The safety and scientific validity of this study is the responsibility of the study sponsor and investigators. Listing a study does not mean it has been evaluated by the U.S. Federal Government. Read our disclaimer for details. Identifier: NCT00027066
Recruitment Status : Completed
First Posted : November 21, 2001
Last Update Posted : June 17, 2011
National Institute of Neurological Disorders and Stroke (NINDS)
Information provided by:
Columbia University

Brief Summary:
The goal of this study is to compare aspirin to warfarin for the prevention of recurrent stroke.

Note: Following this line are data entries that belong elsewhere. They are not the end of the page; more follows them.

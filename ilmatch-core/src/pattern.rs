use alloc::{
    string::String,
    vec::Vec,
};
use core::fmt::Debug;

use crate::Atom;

/// An expression pattern is a structure used in matching processes and consists of three components:
///
/// 1. Atoms  
///    A list of instructions that define how the matcher should process the corpus at the current cursor.
///
/// 2. Literal Text  
///    The fixed text of the pattern which the literal atoms reference.
///
/// 3. Source  
///    The pattern text as it has been written by the author.
pub trait ExpressionPattern: Send + Sync + Debug {
    /// Retrieves the list of atoms within this pattern.
    fn atoms(&self) -> &[Atom];

    /// Retrieves the literal text referenced by the atoms.
    fn literal_text(&self) -> &str;

    /// Retrieves the pattern text this pattern has been compiled from.
    fn source(&self) -> &str;

    /// Returns the number of capturing wildcards.
    fn capture_count(&self) -> usize {
        self.atoms()
            .iter()
            .filter(|atom| matches!(atom, Atom::Capture))
            .count()
    }
}

/// An implementation of the [ExpressionPattern] interface that borrows all of its contents.
///
/// This struct is primarily used alongside the [pattern!] macro to generate patterns at compile time.
#[derive(Debug, Clone, Copy)]
pub struct BorrowedExpressionPattern<'a> {
    atoms: &'a [Atom],
    literal_text: &'a str,
    source: &'a str,
}

impl<'a> BorrowedExpressionPattern<'a> {
    pub const fn new(atoms: &'a [Atom], literal_text: &'a str, source: &'a str) -> Self {
        Self {
            atoms,
            literal_text,
            source,
        }
    }
}

impl ExpressionPattern for BorrowedExpressionPattern<'_> {
    fn atoms(&self) -> &[Atom] {
        self.atoms
    }

    fn literal_text(&self) -> &str {
        self.literal_text
    }

    fn source(&self) -> &str {
        self.source
    }
}

/// An implementation of the [ExpressionPattern] interface that owns its atoms and texts.
///
/// This struct is primarily used with [compiler::compile_pattern] to compile patterns at runtime.
#[derive(Debug, Default, Clone)]
pub struct OwnedExpressionPattern {
    atoms: Vec<Atom>,
    literal_text: String,
    source: String,
}

impl OwnedExpressionPattern {
    pub fn new(atoms: Vec<Atom>, literal_text: String, source: String) -> Self {
        Self {
            atoms,
            literal_text,
            source,
        }
    }
}

impl ExpressionPattern for OwnedExpressionPattern {
    fn atoms(&self) -> &[Atom] {
        &self.atoms
    }

    fn literal_text(&self) -> &str {
        &self.literal_text
    }

    fn source(&self) -> &str {
        &self.source
    }
}
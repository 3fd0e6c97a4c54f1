use alloc::{
    borrow::Cow,
    string::String,
    vec::Vec,
};
use core::fmt::{
    self,
    Display,
};

/// A scalar leaf operand of an [Instruction].
///
/// Scalars are rendered by their default textual form:
/// integers as decimal digits and text verbatim.
#[derive(Debug, Clone, PartialEq, Eq, Hash)]
pub enum Scalar {
    Signed(i64),
    Unsigned(u64),
    Text(String),
}

impl Display for Scalar {
    fn fmt(&self, f: &mut fmt::Formatter<'_>) -> fmt::Result {
        match self {
            Self::Signed(value) => write!(f, "{}", value),
            Self::Unsigned(value) => write!(f, "{}", value),
            Self::Text(value) => f.write_str(value),
        }
    }
}

impl From<i64> for Scalar {
    fn from(value: i64) -> Self {
        Self::Signed(value)
    }
}

impl From<u64> for Scalar {
    fn from(value: u64) -> Self {
        Self::Unsigned(value)
    }
}

impl From<&str> for Scalar {
    fn from(value: &str) -> Self {
        Self::Text(value.into())
    }
}

impl From<String> for Scalar {
    fn from(value: String) -> Self {
        Self::Text(value)
    }
}

/// A single operand of an [Instruction].
#[derive(Debug, Clone, PartialEq, Eq, Hash)]
pub enum Operand {
    /// A nested child instruction.
    Node(Instruction),

    /// An ordered list of child instructions (e.g. call arguments).
    /// Rendered as a parenthesized group, even when empty.
    List(Vec<Instruction>),

    /// A leaf value.
    Scalar(Scalar),
}

impl From<Instruction> for Operand {
    fn from(value: Instruction) -> Self {
        Self::Node(value)
    }
}

impl From<Vec<Instruction>> for Operand {
    fn from(value: Vec<Instruction>) -> Self {
        Self::List(value)
    }
}

impl From<Scalar> for Operand {
    fn from(value: Scalar) -> Self {
        Self::Scalar(value)
    }
}

/// One node of a decompiled instruction tree.
///
/// The analysis engine owns the real node types. Engines convert their nodes into
/// this model so they can be rendered and searched by expression patterns.
#[derive(Debug, Clone, PartialEq, Eq, Hash)]
pub struct Instruction {
    operation: Cow<'static, str>,
    operands: Vec<Operand>,
}

impl Instruction {
    pub fn new(operation: impl Into<Cow<'static, str>>) -> Self {
        Self {
            operation: operation.into(),
            operands: Vec::new(),
        }
    }

    pub fn with_operands(
        operation: impl Into<Cow<'static, str>>,
        operands: impl IntoIterator<Item = Operand>,
    ) -> Self {
        Self {
            operation: operation.into(),
            operands: operands.into_iter().collect(),
        }
    }

    /// Append a nested child instruction.
    pub fn with_node(mut self, node: Instruction) -> Self {
        self.operands.push(Operand::Node(node));
        self
    }

    /// Append an operand list.
    pub fn with_list(mut self, nodes: impl IntoIterator<Item = Instruction>) -> Self {
        self.operands
            .push(Operand::List(nodes.into_iter().collect()));
        self
    }

    /// Append a scalar leaf.
    pub fn with_scalar(mut self, value: impl Into<Scalar>) -> Self {
        self.operands.push(Operand::Scalar(value.into()));
        self
    }

    /// Name of the operation discriminant, e.g. `HLIL_CALL`.
    pub fn operation(&self) -> &str {
        &self.operation
    }

    pub fn operands(&self) -> &[Operand] {
        &self.operands
    }
}

impl Display for Instruction {
    fn fmt(&self, f: &mut fmt::Formatter<'_>) -> fmt::Result {
        crate::serializer::write_instruction(f, self)
    }
}
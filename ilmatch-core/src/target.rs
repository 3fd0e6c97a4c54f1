/// A hint where the next possible match of a pattern could start.
#[derive(Debug, Clone, Copy, PartialEq, Eq)]
pub enum MatchHint {
    /// The pattern may match at the given offset.
    MaybeMatch(usize),

    /// The pattern will not match anywhere after the requested offset.
    NoMatches,
}

/// A trait for corpora that can be searched with an expression pattern.
///
/// By default `str` does implement this trait.
pub trait MatchTarget {
    /// Returns the total length in bytes of the text which will be scanned.
    fn match_length(&self) -> usize;

    /// Return a match hint based of the given `literal` which is the text
    /// every match has to start with. The literal may be empty.
    fn match_hint(&self, offset: usize, literal: &str) -> MatchHint;

    /// Retrieves the text starting at `offset` and spanning `length` bytes.
    ///
    /// # Returns
    /// `None` if the range exceeds the corpus or does not lie on character boundaries.
    fn subrange(&self, offset: usize, length: usize) -> Option<&str>;

    /// Retrieves the text starting at `offset` until the end of the corpus.
    fn remaining(&self, offset: usize) -> Option<&str> {
        self.subrange(offset, self.match_length().checked_sub(offset)?)
    }
}

impl MatchTarget for str {
    fn match_length(&self) -> usize {
        self.len()
    }

    fn match_hint(&self, offset: usize, literal: &str) -> MatchHint {
        let Some(remaining) = self.get(offset..) else {
            return MatchHint::NoMatches;
        };

        match remaining.find(literal) {
            Some(position) => MatchHint::MaybeMatch(offset + position),
            None => MatchHint::NoMatches,
        }
    }

    fn subrange(&self, offset: usize, length: usize) -> Option<&str> {
        self.get(offset..offset.checked_add(length)?)
    }
}

#[cfg(test)]
mod test {
    use super::{
        MatchHint,
        MatchTarget,
    };

    #[test]
    fn test_match_hint() {
        let corpus = "VAR(x)\nCALL(y)";
        assert_eq!(corpus.match_hint(0, "CALL"), MatchHint::MaybeMatch(7));
        assert_eq!(corpus.match_hint(7, "CALL"), MatchHint::MaybeMatch(7));
        assert_eq!(corpus.match_hint(8, "CALL"), MatchHint::NoMatches);
        assert_eq!(corpus.match_hint(3, ""), MatchHint::MaybeMatch(3));
        assert_eq!(corpus.match_hint(100, ""), MatchHint::NoMatches);
    }

    #[test]
    fn test_subrange() {
        let corpus = "CONST(ä)";
        assert_eq!(corpus.subrange(0, 5), Some("CONST"));
        assert_eq!(corpus.subrange(6, 2), Some("ä"));
        assert_eq!(corpus.subrange(6, 1), None);
        assert_eq!(corpus.subrange(8, 2), None);
        assert_eq!(corpus.remaining(6), Some("ä)"));
        assert_eq!(corpus.remaining(9), Some(""));
        assert_eq!(corpus.remaining(10), None);
    }
}
mod lexer;
use lexer::{
    Lexer,
    Token,
};

mod error;
pub use error::PositionedError;

mod parser;
pub use parser::{
    parse_pattern,
    ParseError,
};

mod optimizer;
pub use optimizer::optimize_pattern;

use crate::pattern::OwnedExpressionPattern;

/// Parse and optimize the given pattern text.
///
/// This is the entry point to use when compiling patterns at runtime.
pub fn compile_pattern(
    pattern: &str,
) -> Result<OwnedExpressionPattern, PositionedError<ParseError>> {
    let pattern = self::parse_pattern(pattern)?;
    Ok(self::optimize_pattern(&pattern))
}
#![cfg_attr(not(test), no_std)]
extern crate alloc;

pub mod compiler;

mod atom;
pub use atom::{
    is_word_char,
    Atom,
};

mod tree;
pub use tree::{
    Instruction,
    Operand,
    Scalar,
};

pub mod serializer;
pub use serializer::{
    serialize,
    serialize_body,
};

mod target;
pub use target::{
    MatchHint,
    MatchTarget,
};

mod matcher;
pub use matcher::{
    find_first,
    ExpressionMatcher,
    Match,
};

mod pattern;
pub use pattern::{
    BorrowedExpressionPattern,
    ExpressionPattern,
    OwnedExpressionPattern,
};

mod address;
pub use address::{
    parse_address,
    AddressError,
    AddressRadix,
};

mod catalog;
pub use catalog::{
    AddressResolution,
    CatalogError,
    CatalogMatch,
    SignatureCatalog,
    TargetDescriptor,
    TargetResolution,
};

Condition or disease Intervention/treatment Phase
Stroke Drug: Active Aspirin Drug: Active Warfarin Drug: Aspirin placebo Drug: Warfarin placebo Phase 3

Detailed Description:

This study compared aspirin to warfarin to determine optimal therapy for the prevention of recurrent stroke. Both drugs slow clotting of the blood. Blood clots are involved in the final stages of the most common type of stroke due to blockage of the vessels that supply oxygen-rich blood to the brain. Aspirin affects the blood platelets, while warfarin inhibits circulating clotting proteins in the blood. Numerous previous studies have proven that use of aspirin reduces recurrent stroke by about 25 percent. Part of the controversy about aspirin versus warfarin for stroke prevention has been the thinking among clinicians that warfarin may be a better blood thinner than aspirin to prevent almost all forms of stroke, but that it has greater side effects, increased risk of hemorrhage, and higher costs due to the need for blood tests to monitor the treatment effect for patients.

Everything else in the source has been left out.